──────── Dataset

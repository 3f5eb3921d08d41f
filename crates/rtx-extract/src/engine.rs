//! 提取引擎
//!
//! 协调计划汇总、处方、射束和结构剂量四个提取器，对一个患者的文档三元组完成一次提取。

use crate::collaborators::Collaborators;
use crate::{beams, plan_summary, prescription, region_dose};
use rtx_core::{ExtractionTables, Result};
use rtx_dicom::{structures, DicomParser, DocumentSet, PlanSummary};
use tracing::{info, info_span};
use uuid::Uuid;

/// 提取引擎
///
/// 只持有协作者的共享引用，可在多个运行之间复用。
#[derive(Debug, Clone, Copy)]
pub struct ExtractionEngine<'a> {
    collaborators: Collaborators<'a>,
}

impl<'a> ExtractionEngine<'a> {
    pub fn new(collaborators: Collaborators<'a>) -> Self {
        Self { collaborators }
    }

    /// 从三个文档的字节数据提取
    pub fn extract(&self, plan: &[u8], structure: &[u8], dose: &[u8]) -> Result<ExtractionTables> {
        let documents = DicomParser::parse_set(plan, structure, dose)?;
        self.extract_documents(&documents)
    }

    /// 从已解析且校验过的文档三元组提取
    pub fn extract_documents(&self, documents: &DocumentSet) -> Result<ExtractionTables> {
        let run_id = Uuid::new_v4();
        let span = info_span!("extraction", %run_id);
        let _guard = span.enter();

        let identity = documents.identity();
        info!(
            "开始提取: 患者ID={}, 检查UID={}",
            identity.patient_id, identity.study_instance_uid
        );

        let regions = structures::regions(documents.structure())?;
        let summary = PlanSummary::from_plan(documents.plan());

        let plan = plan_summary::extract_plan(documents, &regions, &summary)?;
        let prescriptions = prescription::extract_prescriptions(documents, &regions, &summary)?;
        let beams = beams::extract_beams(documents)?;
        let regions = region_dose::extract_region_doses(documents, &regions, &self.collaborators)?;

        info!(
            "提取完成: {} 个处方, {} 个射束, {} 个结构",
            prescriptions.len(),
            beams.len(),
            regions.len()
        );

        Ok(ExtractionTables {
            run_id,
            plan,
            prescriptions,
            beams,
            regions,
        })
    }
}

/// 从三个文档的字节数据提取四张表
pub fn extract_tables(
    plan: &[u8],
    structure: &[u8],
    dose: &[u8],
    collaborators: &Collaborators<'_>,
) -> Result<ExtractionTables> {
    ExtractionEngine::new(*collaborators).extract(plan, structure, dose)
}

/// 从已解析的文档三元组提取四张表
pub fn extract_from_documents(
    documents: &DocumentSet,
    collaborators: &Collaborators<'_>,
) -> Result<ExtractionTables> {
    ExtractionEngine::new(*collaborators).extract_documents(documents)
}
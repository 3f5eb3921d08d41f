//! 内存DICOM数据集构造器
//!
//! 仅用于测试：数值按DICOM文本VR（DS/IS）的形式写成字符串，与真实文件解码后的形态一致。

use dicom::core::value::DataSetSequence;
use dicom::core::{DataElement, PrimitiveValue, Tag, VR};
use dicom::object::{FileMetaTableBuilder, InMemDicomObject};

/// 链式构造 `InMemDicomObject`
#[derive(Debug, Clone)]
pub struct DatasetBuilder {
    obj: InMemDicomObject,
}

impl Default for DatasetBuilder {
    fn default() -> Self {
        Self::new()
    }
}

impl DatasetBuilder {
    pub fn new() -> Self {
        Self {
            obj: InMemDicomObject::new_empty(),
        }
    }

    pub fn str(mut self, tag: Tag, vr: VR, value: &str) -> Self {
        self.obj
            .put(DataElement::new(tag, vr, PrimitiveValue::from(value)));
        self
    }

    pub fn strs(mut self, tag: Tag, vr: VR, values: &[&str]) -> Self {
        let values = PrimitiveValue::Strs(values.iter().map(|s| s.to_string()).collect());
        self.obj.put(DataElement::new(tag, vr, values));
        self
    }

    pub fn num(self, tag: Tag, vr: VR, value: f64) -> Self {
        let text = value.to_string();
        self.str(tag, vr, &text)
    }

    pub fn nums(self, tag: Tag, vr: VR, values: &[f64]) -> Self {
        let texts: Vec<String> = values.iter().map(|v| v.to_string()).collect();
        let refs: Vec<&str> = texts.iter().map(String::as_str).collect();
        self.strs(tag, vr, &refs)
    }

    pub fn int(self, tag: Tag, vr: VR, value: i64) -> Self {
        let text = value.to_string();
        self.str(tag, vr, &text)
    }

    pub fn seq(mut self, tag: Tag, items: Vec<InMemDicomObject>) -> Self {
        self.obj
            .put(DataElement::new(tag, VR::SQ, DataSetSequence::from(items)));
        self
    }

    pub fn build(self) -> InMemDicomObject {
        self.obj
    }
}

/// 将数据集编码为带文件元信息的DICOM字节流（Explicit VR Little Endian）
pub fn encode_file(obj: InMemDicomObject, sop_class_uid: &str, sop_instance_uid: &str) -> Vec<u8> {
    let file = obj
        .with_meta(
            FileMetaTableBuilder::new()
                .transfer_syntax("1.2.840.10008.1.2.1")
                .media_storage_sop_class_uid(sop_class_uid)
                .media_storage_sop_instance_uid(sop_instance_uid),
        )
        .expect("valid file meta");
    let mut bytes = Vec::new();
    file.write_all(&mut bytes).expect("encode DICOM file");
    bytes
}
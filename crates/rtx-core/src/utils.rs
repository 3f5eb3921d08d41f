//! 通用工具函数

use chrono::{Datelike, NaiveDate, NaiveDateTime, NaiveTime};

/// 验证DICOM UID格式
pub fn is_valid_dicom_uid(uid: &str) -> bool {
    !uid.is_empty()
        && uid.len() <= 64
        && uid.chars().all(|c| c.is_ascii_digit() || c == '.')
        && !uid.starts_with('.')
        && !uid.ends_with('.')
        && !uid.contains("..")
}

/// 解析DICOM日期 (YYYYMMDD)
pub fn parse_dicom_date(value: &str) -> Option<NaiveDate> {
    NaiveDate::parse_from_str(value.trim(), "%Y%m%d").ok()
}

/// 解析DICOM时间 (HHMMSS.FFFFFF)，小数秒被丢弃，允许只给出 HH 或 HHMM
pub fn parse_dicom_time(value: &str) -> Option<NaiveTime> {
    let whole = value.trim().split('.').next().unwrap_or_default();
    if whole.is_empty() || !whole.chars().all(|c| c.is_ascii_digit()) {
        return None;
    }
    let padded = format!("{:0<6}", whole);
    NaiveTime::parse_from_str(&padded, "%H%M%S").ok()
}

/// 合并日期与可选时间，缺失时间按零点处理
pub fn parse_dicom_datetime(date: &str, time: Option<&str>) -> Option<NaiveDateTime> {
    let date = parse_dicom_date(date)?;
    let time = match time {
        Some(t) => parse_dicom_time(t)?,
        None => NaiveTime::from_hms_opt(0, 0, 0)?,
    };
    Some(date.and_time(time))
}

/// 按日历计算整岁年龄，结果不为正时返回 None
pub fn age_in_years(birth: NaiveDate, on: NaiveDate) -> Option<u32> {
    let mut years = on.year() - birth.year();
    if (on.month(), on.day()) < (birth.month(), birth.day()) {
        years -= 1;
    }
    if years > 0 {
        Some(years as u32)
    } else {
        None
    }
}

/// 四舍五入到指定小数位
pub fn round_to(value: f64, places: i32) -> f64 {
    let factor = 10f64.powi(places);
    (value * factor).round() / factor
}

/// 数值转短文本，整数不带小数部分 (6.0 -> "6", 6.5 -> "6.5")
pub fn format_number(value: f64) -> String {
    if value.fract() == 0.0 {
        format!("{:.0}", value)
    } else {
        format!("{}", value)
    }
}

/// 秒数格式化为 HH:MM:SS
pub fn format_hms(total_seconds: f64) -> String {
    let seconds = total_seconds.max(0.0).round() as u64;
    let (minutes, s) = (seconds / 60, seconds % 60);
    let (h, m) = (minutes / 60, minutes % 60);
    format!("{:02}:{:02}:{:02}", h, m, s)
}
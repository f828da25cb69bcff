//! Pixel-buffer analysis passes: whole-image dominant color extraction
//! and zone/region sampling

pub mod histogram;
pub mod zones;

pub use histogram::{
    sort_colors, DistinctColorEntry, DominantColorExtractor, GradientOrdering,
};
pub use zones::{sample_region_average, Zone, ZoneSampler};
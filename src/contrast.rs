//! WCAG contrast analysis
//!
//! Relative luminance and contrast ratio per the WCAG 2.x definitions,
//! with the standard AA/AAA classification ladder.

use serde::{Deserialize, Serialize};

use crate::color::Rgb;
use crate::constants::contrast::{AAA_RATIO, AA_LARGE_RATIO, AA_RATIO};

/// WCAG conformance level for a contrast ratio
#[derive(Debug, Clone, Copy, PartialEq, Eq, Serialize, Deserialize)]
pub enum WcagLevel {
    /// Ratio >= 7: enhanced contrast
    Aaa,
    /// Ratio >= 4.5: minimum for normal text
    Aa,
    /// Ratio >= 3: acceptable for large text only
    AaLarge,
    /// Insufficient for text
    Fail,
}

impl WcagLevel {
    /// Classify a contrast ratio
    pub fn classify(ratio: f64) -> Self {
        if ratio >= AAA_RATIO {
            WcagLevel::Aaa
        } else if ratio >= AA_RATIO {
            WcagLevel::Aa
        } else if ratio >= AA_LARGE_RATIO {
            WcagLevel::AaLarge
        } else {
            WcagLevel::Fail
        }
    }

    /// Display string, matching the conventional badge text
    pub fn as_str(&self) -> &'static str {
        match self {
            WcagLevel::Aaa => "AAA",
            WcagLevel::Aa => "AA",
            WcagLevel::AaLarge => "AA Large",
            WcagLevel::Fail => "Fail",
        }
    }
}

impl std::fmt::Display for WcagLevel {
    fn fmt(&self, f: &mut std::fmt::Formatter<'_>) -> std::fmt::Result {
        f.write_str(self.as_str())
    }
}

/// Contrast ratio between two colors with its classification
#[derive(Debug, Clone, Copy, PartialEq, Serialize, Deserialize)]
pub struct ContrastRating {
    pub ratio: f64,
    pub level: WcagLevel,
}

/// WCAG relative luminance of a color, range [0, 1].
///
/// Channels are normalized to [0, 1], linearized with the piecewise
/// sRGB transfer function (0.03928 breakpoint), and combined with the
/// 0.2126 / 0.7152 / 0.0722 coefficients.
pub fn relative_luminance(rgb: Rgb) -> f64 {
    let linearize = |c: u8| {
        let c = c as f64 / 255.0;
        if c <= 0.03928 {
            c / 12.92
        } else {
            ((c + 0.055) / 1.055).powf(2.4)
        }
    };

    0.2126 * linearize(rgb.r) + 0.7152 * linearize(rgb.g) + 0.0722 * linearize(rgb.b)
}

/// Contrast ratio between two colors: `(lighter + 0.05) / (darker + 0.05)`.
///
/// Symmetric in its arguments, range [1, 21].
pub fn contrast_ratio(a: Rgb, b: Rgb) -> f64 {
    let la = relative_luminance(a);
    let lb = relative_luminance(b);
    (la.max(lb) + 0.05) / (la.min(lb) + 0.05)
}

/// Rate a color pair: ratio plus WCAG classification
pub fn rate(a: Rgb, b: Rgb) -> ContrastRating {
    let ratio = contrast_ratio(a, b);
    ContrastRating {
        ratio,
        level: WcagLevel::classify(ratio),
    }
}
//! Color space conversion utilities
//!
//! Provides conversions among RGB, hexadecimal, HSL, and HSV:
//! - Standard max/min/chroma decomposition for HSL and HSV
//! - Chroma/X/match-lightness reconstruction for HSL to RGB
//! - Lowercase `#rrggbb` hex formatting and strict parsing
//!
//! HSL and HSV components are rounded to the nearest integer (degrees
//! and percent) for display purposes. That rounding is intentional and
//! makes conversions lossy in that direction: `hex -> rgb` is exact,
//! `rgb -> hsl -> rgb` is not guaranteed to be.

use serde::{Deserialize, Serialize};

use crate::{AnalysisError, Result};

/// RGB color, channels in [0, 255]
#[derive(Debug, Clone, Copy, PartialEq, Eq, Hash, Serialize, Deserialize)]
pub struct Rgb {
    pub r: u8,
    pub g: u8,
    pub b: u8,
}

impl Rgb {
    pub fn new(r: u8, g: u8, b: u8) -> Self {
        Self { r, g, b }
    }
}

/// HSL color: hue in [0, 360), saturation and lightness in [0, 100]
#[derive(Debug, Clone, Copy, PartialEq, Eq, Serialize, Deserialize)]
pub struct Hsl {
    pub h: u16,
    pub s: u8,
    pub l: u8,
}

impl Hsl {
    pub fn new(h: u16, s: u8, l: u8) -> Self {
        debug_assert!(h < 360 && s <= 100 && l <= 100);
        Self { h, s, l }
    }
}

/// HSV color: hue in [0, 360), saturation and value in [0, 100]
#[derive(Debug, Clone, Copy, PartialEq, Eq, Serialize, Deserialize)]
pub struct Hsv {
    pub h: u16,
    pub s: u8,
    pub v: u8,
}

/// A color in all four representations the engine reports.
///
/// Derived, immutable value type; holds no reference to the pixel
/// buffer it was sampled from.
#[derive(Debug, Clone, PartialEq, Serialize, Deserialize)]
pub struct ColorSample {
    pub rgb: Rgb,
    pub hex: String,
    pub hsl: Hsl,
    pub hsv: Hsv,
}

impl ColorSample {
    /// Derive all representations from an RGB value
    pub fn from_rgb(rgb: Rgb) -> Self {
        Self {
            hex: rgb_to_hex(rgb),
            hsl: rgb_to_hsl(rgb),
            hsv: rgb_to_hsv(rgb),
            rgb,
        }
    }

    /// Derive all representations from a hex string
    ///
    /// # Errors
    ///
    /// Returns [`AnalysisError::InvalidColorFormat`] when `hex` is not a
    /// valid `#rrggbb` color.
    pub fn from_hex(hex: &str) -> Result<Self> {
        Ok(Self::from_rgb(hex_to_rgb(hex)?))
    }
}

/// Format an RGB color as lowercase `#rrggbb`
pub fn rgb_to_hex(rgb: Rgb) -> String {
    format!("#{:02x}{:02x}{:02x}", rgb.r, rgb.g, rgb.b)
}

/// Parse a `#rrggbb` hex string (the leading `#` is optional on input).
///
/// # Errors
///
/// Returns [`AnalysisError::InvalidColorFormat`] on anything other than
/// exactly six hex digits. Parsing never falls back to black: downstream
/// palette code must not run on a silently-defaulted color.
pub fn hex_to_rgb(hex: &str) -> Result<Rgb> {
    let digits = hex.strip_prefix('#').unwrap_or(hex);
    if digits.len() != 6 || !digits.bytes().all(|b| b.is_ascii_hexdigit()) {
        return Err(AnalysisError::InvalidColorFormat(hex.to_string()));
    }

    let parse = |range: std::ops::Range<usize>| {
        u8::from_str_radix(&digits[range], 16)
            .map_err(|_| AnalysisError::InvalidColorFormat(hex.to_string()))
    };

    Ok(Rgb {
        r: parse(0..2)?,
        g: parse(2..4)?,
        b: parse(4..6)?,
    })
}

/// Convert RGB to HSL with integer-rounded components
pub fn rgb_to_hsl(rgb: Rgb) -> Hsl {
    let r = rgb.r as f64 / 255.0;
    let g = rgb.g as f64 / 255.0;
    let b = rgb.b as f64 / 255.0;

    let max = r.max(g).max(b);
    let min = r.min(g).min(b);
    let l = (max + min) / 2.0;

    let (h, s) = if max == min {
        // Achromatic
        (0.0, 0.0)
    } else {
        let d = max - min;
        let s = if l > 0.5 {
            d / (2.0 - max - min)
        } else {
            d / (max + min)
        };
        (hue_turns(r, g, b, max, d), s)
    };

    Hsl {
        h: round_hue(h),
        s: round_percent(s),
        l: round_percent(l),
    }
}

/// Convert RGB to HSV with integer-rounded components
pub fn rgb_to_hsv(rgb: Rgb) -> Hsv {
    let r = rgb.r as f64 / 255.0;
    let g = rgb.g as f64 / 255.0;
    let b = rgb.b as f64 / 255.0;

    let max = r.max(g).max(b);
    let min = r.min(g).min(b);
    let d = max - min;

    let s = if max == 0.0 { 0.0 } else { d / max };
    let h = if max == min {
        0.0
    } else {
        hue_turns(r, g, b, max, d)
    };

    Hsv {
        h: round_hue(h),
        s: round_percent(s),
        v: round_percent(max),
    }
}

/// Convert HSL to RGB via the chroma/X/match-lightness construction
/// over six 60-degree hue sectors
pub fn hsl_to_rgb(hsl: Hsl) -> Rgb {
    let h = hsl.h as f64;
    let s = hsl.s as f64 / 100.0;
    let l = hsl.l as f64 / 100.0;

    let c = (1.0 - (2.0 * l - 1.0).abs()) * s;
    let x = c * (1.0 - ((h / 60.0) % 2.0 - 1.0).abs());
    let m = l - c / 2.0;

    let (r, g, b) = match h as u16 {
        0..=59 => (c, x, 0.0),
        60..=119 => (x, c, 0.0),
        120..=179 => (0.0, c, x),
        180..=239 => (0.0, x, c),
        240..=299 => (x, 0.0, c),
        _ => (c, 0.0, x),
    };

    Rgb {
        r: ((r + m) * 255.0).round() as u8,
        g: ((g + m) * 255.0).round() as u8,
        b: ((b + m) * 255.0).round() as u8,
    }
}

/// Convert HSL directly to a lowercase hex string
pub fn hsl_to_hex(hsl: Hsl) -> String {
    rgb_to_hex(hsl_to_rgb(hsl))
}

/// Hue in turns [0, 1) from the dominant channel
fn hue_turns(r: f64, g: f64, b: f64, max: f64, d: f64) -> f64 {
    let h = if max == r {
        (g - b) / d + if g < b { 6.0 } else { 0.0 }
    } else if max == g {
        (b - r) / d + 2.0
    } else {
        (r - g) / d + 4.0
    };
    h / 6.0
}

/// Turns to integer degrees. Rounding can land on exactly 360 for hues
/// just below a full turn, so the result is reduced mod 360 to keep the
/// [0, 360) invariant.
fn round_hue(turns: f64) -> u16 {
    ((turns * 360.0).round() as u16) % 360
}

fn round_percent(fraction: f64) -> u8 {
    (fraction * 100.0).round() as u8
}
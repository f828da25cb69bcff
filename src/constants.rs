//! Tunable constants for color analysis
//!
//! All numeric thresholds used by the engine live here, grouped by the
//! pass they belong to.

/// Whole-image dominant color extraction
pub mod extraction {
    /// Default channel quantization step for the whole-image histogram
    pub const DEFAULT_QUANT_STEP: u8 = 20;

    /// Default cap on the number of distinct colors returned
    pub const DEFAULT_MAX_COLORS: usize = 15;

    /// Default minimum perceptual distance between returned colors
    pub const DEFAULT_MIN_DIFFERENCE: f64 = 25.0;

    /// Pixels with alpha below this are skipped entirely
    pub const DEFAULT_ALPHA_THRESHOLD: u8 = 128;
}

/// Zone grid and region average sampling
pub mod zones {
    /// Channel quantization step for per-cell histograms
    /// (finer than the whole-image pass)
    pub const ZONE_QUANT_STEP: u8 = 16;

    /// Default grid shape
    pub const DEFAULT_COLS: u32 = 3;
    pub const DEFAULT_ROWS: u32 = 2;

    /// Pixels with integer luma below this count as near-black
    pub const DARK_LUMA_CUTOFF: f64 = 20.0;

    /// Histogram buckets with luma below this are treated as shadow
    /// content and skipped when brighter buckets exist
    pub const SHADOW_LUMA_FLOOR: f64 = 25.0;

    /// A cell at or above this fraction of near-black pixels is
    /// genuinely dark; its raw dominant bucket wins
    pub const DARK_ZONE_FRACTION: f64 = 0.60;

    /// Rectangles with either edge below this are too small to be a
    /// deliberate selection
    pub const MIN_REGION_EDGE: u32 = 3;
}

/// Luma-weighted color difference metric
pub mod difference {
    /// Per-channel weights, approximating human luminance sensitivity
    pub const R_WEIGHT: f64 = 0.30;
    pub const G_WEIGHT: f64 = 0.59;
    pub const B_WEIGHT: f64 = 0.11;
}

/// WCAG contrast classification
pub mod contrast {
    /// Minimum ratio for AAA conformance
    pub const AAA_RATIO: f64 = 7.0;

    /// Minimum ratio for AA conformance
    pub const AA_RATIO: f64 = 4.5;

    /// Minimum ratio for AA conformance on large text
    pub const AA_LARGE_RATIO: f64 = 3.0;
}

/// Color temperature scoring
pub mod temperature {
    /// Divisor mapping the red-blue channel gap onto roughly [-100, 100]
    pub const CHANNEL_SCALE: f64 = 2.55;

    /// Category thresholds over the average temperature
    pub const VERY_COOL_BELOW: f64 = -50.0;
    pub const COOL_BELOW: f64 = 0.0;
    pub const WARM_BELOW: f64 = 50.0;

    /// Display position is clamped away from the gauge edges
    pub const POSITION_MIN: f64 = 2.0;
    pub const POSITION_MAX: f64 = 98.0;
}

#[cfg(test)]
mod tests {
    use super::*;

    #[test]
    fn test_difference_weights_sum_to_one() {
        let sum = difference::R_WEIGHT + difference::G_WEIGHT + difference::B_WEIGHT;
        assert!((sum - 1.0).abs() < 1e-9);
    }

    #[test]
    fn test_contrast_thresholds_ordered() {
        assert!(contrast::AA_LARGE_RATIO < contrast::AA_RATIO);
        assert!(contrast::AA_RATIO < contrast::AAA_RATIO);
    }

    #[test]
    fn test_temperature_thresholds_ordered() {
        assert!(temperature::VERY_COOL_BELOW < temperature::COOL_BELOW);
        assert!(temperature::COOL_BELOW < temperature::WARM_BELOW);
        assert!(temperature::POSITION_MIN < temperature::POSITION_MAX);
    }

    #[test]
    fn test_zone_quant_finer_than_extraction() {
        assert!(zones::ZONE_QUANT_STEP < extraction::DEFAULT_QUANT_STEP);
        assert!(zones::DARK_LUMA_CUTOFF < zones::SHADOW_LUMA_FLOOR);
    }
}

────────────────

Requirement: Reprint the data above from the opening line to the line holding "pub struct ExtractionEngine<'a>", inclusive, and nothing else.

Solution to this exercise:
repository 3f5eb3921d08d41f
filename crates/rtx-extract/src/engine.rs
//! 提取引擎
//!
//! 协调计划汇总、处方、射束和结构剂量四个提取器，对一个患者的文档三元组完成一次提取。

use crate::collaborators::Collaborators;
use crate::{beams, plan_summary, prescription, region_dose};
use rtx_core::{ExtractionTables, Result};
use rtx_dicom::{structures, DicomParser, DocumentSet, PlanSummary};
use tracing::{info, info_span};
use uuid::Uuid;

/// 提取引擎
///
/// 只持有协作者的共享引用，可在多个运行之间复用。
#[derive(Debug, Clone, Copy)]
pub struct ExtractionEngine<'a> {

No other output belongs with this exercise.